▶ Directions
For the listing that follows, give again exactly the lines from the one with "AND subject = $2" to the one with "VALUES ($1, $2, $3, $4, $5, $5)", including both.

▶ Data in this exercise
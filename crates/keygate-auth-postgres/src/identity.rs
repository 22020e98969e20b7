//! Identity record storage.
//!
//! Table layout (created by [`PgIdentityStorage::ensure_schema`]):
//!
//! ```sql
//! CREATE TABLE identity (
//!     id          UUID PRIMARY KEY,
//!     issuer      TEXT NOT NULL,
//!     subject     TEXT NOT NULL,
//!     email       TEXT,
//!     created_at  TIMESTAMPTZ NOT NULL,
//!     updated_at  TIMESTAMPTZ NOT NULL,
//!     UNIQUE (issuer, subject)
//! );
//! ```
//!
//! The unique constraint carries the invariant: at most one record per
//! `(issuer, subject)` pair.

use std::sync::Arc;

use async_trait::async_trait;
use sqlx_core::query::query;
use sqlx_core::query_as::query_as;
use time::OffsetDateTime;
use uuid::Uuid;

use keygate_auth::{AuthError, AuthResult, IdentityProfile, IdentityRecord, IdentityStorage};

use crate::{PgPool, StorageResult};

/// Row tuple as selected from the `identity` table.
type IdentityRow = (
    Uuid,
    String,
    String,
    Option<String>,
    OffsetDateTime,
    OffsetDateTime,
);

fn record_from_row(row: IdentityRow) -> IdentityRecord {
    IdentityRecord {
        id: row.0,
        issuer: row.1,
        subject: row.2,
        email: row.3,
        created_at: row.4,
        updated_at: row.5,
    }
}

const SCHEMA_SQL: &str = r#"
CREATE TABLE IF NOT EXISTS identity (
    id          UUID PRIMARY KEY,
    issuer      TEXT NOT NULL,
    subject     TEXT NOT NULL,
    email       TEXT,
    created_at  TIMESTAMPTZ NOT NULL,
    updated_at  TIMESTAMPTZ NOT NULL,
    UNIQUE (issuer, subject)
)
"#;

// =============================================================================
// Identity Storage
// =============================================================================

/// PostgreSQL-backed identity storage.
#[derive(Debug, Clone)]
pub struct PgIdentityStorage {
    pool: Arc<PgPool>,
}

impl PgIdentityStorage {
    /// Create new storage with an existing connection pool.
    #[must_use]
    pub fn new(pool: Arc<PgPool>) -> Self {
        Self { pool }
    }

    /// Create new storage by connecting to the database.
    ///
    /// # Errors
    ///
    /// Returns an error if the connection fails.
    pub async fn connect(database_url: &str) -> StorageResult<Self> {
        use sqlx_core::pool::PoolOptions;
        use sqlx_postgres::Postgres;

        let pool = PoolOptions::<Postgres>::new().connect(database_url).await?;
        Ok(Self::new(Arc::new(pool)))
    }

    /// Get a reference to the connection pool.
    #[must_use]
    pub fn pool(&self) -> &PgPool {
        &self.pool
    }

    /// Creates the `identity` table if it does not exist.
    ///
    /// # Errors
    ///
    /// Returns an error if the DDL statement fails.
    pub async fn ensure_schema(&self) -> StorageResult<()> {
        query(SCHEMA_SQL).execute(self.pool.as_ref()).await?;
        tracing::debug!("identity schema ensured");
        Ok(())
    }
}

#[async_trait]
impl IdentityStorage for PgIdentityStorage {
    async fn find_by_subject(
        &self,
        issuer: &str,
        subject: &str,
    ) -> AuthResult<Option<IdentityRecord>> {
        let row: Option<IdentityRow> = query_as(
            r#"
            SELECT id, issuer, subject, email, created_at, updated_at
            FROM identity
            WHERE issuer = $1
              AND subject = $2
            "#,
        )
        .bind(issuer)
        .bind(subject)
        .fetch_optional(self.pool.as_ref())
        .await
        .map_err(|e| AuthError::user_resolution(e.to_string()))?;

        Ok(row.map(record_from_row))
    }

    async fn resolve(
        &self,
        issuer: &str,
        subject: &str,
        profile: &IdentityProfile,
    ) -> AuthResult<IdentityRecord> {
        let now = OffsetDateTime::now_utc();

        // Insert-or-fetch: on conflict the existing row wins and only its
        // updated_at moves. DO UPDATE (rather than DO NOTHING) is what makes
        // RETURNING yield the surviving row in both cases.
        let row: IdentityRow = query_as(
            r#"
            INSERT INTO identity (id, issuer, subject, email, created_at, updated_at)
            VALUES ($1, $2, $3, $4, $5, $5)
            ON CONFLICT (issuer, subject)
            DO UPDATE SET updated_at = EXCLUDED.updated_at
            RETURNING id, issuer, subject, email, created_at, updated_at
            "#,
        )
        .bind(Uuid::new_v4())
        .bind(issuer)
        .bind(subject)
        .bind(profile.email.as_deref())
        .bind(now)
        .fetch_one(self.pool.as_ref())
        .await
        .map_err(|e| AuthError::user_resolution(e.to_string()))?;

        if row.4 == row.5 {
            tracing::info!(issuer, subject, "identity record created");
        }

        Ok(record_from_row(row))
    }
}

#[cfg(test)]
mod tests {
    use super::*;

    #[test]
    fn test_record_from_row() {
        let now = OffsetDateTime::now_utc();
        let id = Uuid::new_v4();
        let record = record_from_row((
            id,
            "https://idp.example.com".to_string(),
            "user-1".to_string(),
            Some("user@example.com".to_string()),
            now,
            now,
        ));

        assert_eq!(record.id, id);
        assert_eq!(record.issuer, "https://idp.example.com");
        assert_eq!(record.subject, "user-1");
        assert_eq!(record.email.as_deref(), Some("user@example.com"));
        assert_eq!(record.created_at, now);
    }

    #[test]
    fn test_schema_enforces_single_record_per_subject() {
        assert!(SCHEMA_SQL.contains("UNIQUE (issuer, subject)"));
    }
}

▶ Task solution
              AND subject = $2
            "#,
        )
        .bind(issuer)
        .bind(subject)
        .fetch_optional(self.pool.as_ref())
        .await
        .map_err(|e| AuthError::user_resolution(e.to_string()))?;

        Ok(row.map(record_from_row))
    }

    async fn resolve(
        &self,
        issuer: &str,
        subject: &str,
        profile: &IdentityProfile,
    ) -> AuthResult<IdentityRecord> {
        let now = OffsetDateTime::now_utc();

        // Insert-or-fetch: on conflict the existing row wins and only its
        // updated_at moves. DO UPDATE (rather than DO NOTHING) is what makes
        // RETURNING yield the surviving row in both cases.
        let row: IdentityRow = query_as(
            r#"
            INSERT INTO identity (id, issuer, subject, email, created_at, updated_at)
            VALUES ($1, $2, $3, $4, $5, $5)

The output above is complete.